So I didn't go to the trouble of defining a few hundred more use cases, because it would have taken me several days or weeks to do so, and months or years more to demonstrate the proposition that this was not a one-off situation. Instead, I limited my involvement to a small set of vocabulary and standardization decisions. And when asked, I told other people working with me on cyberinfrastructures that CF was not practical to adopt at scale, because it couldn't provide the necessary naming agility. (It's possible CF didn't hear about their use cases.)
So I still love the precision, intellectual rigor, and value of CF, especially as it is so thoroughly pursuing modern engineering and presentation technologies. So please consider me a thankful enthusiast on all those fronts.
But I still argue that CF turns away from the uses cases that demonstrate the broader need. Even as it adopts a more general approach for one use case (taxonomies), and completely standardizes the definition of many "phrases of art" in its vocabularies—indicating how truly generic they are across many different measurements—CF does not allow 'on principle' that many concepts apply across a wide swath of observations, and that these should be made applicable across that wide swath. There are other concept management models that afford such generality, so for me this is more of a "last pitch" than a personal use case.
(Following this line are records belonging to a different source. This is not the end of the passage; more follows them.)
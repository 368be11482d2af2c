use std::path::Path;

use {
    anyhow::{Result, bail},
    relaygram_config::{Severity, ValidationResult, validate},
};

const RED: &str = "\x1b[31m";
const YELLOW: &str = "\x1b[33m";
const CYAN: &str = "\x1b[36m";
const BOLD: &str = "\x1b[1m";
const RESET: &str = "\x1b[0m";

pub fn check(path: Option<&Path>, verbose: bool) -> Result<()> {
    let result = validate(path);

    if let Some(ref path) = result.config_path {
        eprintln!("Checking {}\n", path.display());
    } else {
        eprintln!("No config file found; checking defaults.\n");
    }

    for line in render(&result, verbose) {
        eprintln!("{line}");
    }

    let errors = result.count(Severity::Error);
    let warnings = result.count(Severity::Warning);
    if errors == 0 && warnings == 0 {
        eprintln!("No issues found.");
    } else {
        eprintln!("{errors} error(s), {warnings} warning(s)");
    }

    if errors > 0 {
        bail!("configuration has {errors} error(s)");
    }
    Ok(())
}

fn render(result: &ValidationResult, verbose: bool) -> Vec<String> {
    let mut lines: Vec<String> = result
        .diagnostics
        .iter()
        .filter(|d| verbose || d.severity != Severity::Info)
        .map(|d| {
            let color = match d.severity {
                Severity::Error => RED,
                Severity::Warning => YELLOW,
                Severity::Info => CYAN,
            };
            let label = d.severity;
            if d.path.is_empty() {
                format!("  {BOLD}{color}{label}{RESET} {}", d.message)
            } else {
                format!("  {BOLD}{color}{label}{RESET} {}: {}", d.path, d.message)
            }
        })
        .collect();
    if !lines.is_empty() {
        lines.push(String::new());
    }
    lines
}
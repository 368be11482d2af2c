//! Vocabulary shared between the Telegram worker and the bridging framework.
//!
//! The framework owns appservice delivery, persistence and provisioning; this
//! crate only describes the seams: identifiers, the canonical event model and
//! the collaborator traits the worker calls back into.

pub mod actor;
pub mod api;
pub mod error;
pub mod event;
pub mod ids;
pub mod remote;

pub use {
    actor::{ActorRepository, ActorSessionData, MemoryActorRepository},
    api::{BridgeApi, ByteStream, MediaDownload, MediaStore},
    error::{Error, Result},
    event::{
        ContentBody, ContentKind, MediaInfo, MessageContent, Relations, RemoteEvent, Replacement,
        RoomEvent, RoomEventKind,
    },
    ids::{ActorId, EventId, MediaRef, RemoteMessageId, RemoteRoomId, RemoteUserId, UserId},
    remote::{RemoteRoom, RemoteUser},
};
So please put me in the support column for having a modifier like temperature_of_analysis for CF variable names. (Would you still need some way to indicate exactly which analyses this temperature applies to, since the precursor standard name could be applied to multiple different analyses at different temperatures in the data set?)
And at the risk of sounding contradictory, I think it is also OK (and not contradictory) to have a standalone name temperature_of_analysis, to allow for the possibility of the temperature applying a wide variety of analyses.
Since the decision may be taken on other grounds, I don't think we need to rehash the above arguments in order to proceed on this specific case. (If someone wants to pursue them, they should probably start another ticket.) I just wanted to bring out another view about whether a general principle was useful in this case.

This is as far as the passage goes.